Now at this point in time, you are probably thinking I’ve been hitting some fairly strong stuff to get to this state of mind, or I’ve completely lost the plot.

I can hear everyone thinking “So let me get this straight. You are going to test the patch by not testing the patch, so that you know the patch is working”. To which I’d reply, great you’ve got it. You are certainly a quick learner on this Zen Patching stuff!!! 🙂

Our R12 Patching Philosophy actually made our auditors jaws drop, not in terms of the Zen stuff (trust me, keep this stuff between yourself and myself please and maybe better not mention to your management or auditors……), but on the thoroughness of approach.

We always have five databases for our patching (at a minimum). This is probably a lot more than most have but let me explain why and you’ll probably want to then copy this model.

Our DBA Environment. This is where the patches are applied to make sure, well they actually apply. Believe it or not some patches from Oracle don’t even apply cleanly.

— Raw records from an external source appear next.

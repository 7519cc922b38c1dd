//! Crawler coordinator - main crawl orchestration logic
//!
//! This module contains the breadth-first crawl loop:
//! - Seeding or restoring the crawl state
//! - Taking URLs off the FIFO frontier
//! - Fetching, extracting and enqueueing discovered links
//! - Periodic checkpoints and stop requests between steps
//! - Writing the page cache when the crawl ends

use crate::config::SkillConfig;
use crate::crawler::extractor::ContentExtractor;
use crate::crawler::fetcher::{FetchOutcome, Fetcher};
use crate::state::CrawlState;
use crate::storage::{Checkpoint, CheckpointStore};
use crate::url::canonicalize;
use crate::SkillError;
use std::sync::atomic::{AtomicBool, Ordering};
use std::sync::Arc;
use std::time::Instant;

/// Main crawler coordinator structure
pub struct Coordinator {
    config: SkillConfig,
    fetcher: Fetcher,
    extractor: ContentExtractor,
    state: CrawlState,
    store: Option<CheckpointStore>,
    config_hash: String,
    shutdown: Arc<AtomicBool>,
}

impl Coordinator {
    /// Creates a coordinator for a fresh crawl starting at the configured start URL
    ///
    /// # Returns
    ///
    /// * `Ok(Coordinator)` - Ready to run
    /// * `Err(SkillError)` - Invalid patterns/selectors or HTTP client failure
    pub fn new(config: SkillConfig) -> Result<Self, SkillError> {
        let fetcher = Fetcher::new(&config)?;
        Self::with_fetcher(config, fetcher)
    }

    /// Creates a coordinator using a pre-built fetcher
    pub fn with_fetcher(config: SkillConfig, fetcher: Fetcher) -> Result<Self, SkillError> {
        let extractor = ContentExtractor::new(&config.selectors)?;
        let state = CrawlState::new(canonicalize(config.start_url()));

        Ok(Self {
            config,
            fetcher,
            extractor,
            state,
            store: None,
            config_hash: String::new(),
            shutdown: Arc::new(AtomicBool::new(false)),
        })
    }

    /// Persists progress to the given checkpoint file
    ///
    /// The file is written at every checkpoint interval when checkpoints are
    /// enabled, and always once the crawl ends.
    pub fn with_checkpoint(mut self, store: CheckpointStore, config_hash: impl Into<String>) -> Self {
        self.store = Some(store);
        self.config_hash = config_hash.into();
        self
    }

    /// Handle that stops the crawl at the next step boundary when set
    pub fn shutdown_handle(&self) -> Arc<AtomicBool> {
        Arc::clone(&self.shutdown)
    }

    pub fn state(&self) -> &CrawlState {
        &self.state
    }

    /// Loads previously persisted progress before the crawl starts
    ///
    /// Restored pages count against `max_pages`, and restored visited URLs are
    /// never fetched again. Without a checkpoint file the crawl starts fresh.
    pub fn resume(mut self) -> Result<Self, SkillError> {
        let Some(store) = self.store.clone() else {
            tracing::warn!("Resume requested without a checkpoint file; starting fresh");
            return Ok(self);
        };

        match store.load()? {
            Some(checkpoint) => {
                if !self.config_hash.is_empty()
                    && !checkpoint.config_hash.is_empty()
                    && checkpoint.config_hash != self.config_hash
                {
                    tracing::warn!(
                        "Configuration changed since checkpoint was written (saved {})",
                        checkpoint.saved_at
                    );
                }

                let mut state = checkpoint.into_state();
                state.seed_if_idle(&canonicalize(self.config.start_url()));
                tracing::info!(
                    "Resuming with {} pages, {} visited URLs, {} queued",
                    state.page_count(),
                    state.visited().len(),
                    state.frontier().len()
                );
                self.state = state;
            }
            None => {
                tracing::info!(
                    "No checkpoint at {}; starting fresh",
                    store.path().display()
                );
            }
        }

        Ok(self)
    }

    /// Runs the crawl loop until the frontier is exhausted, the page budget
    /// is reached or a stop is requested
    ///
    /// Per-page failures are recorded in the returned state and never end the
    /// crawl. Checkpoint write failures are logged and the crawl continues.
    pub async fn run(mut self) -> CrawlState {
        let max_pages = self.config.max_pages;
        let interval = self.config.checkpoint.interval.max(1);
        let start_time = Instant::now();
        let mut since_checkpoint = 0usize;

        tracing::info!(
            "Starting crawl of {} ({} pages max, {}s between requests)",
            self.config.name,
            max_pages,
            self.config.rate_limit
        );

        if self.config.checkpoint.enabled {
            if let Some(store) = &self.store {
                if !store.exists() {
                    self.save_checkpoint();
                }
            }
        }

        while self.state.page_count() < max_pages {
            if self.shutdown.load(Ordering::SeqCst) {
                tracing::warn!("Stop requested, ending crawl early");
                break;
            }

            let Some(url) = self.state.next_url() else {
                tracing::info!("Frontier is empty, crawl complete");
                break;
            };

            if self.process_url(&url).await {
                since_checkpoint += 1;
                if since_checkpoint >= interval {
                    since_checkpoint = 0;
                    let elapsed = start_time.elapsed().as_secs_f64();
                    tracing::info!(
                        "Checkpoint: {} pages extracted, {} in frontier, {:.2} pages/sec",
                        self.state.page_count(),
                        self.state.frontier().len(),
                        self.state.page_count() as f64 / elapsed.max(f64::EPSILON)
                    );
                    if self.config.checkpoint.enabled {
                        self.save_checkpoint();
                    }
                }
            }
        }

        if self.state.page_count() >= max_pages && !self.state.frontier().is_empty() {
            tracing::info!(
                "Page budget of {} reached; {} queued URLs left unfetched",
                max_pages,
                self.state.frontier().len()
            );
        }

        self.save_checkpoint();

        tracing::info!(
            "Crawl finished: {} pages, {} errors in {:?}",
            self.state.page_count(),
            self.state.errors().len(),
            start_time.elapsed()
        );

        self.state
    }

    /// Processes one dequeued URL; returns true if a page was extracted
    async fn process_url(&mut self, url: &str) -> bool {
        match self.fetcher.fetch(url).await {
            Ok(FetchOutcome::Fetched(fetched)) => {
                let page = self.extractor.extract(&fetched.body, url);
                tracing::debug!("Extracted \"{}\" from {}", page.title, url);
                self.state.insert_page(page);

                for link in fetched.links {
                    self.state.enqueue(link);
                }
                true
            }
            Ok(FetchOutcome::Skipped(reason)) => {
                tracing::debug!("Skipped {}: {:?}", url, reason);
                false
            }
            Err(e) => {
                tracing::warn!("{}", e);
                self.state.record_error(e.url(), e.to_string());
                false
            }
        }
    }

    fn save_checkpoint(&self) {
        let Some(store) = &self.store else {
            return;
        };

        let checkpoint = Checkpoint::from_state(&self.state, &self.config_hash);
        if let Err(e) = store.save(&checkpoint) {
            tracing::error!(
                "Failed to write checkpoint {}: {}",
                store.path().display(),
                e
            );
        }
    }
}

Our Patch Environment. This is where they are applied with a little bit of testing. OK we deviate a little from the Zen stuff, but give me a break……This makes sure they at least do what they say on the box without major functional failure.

Our development environment, which is always busy with daily activity by our development team , functional team and testers.

Our test environment which is always busy with daily activity by our users.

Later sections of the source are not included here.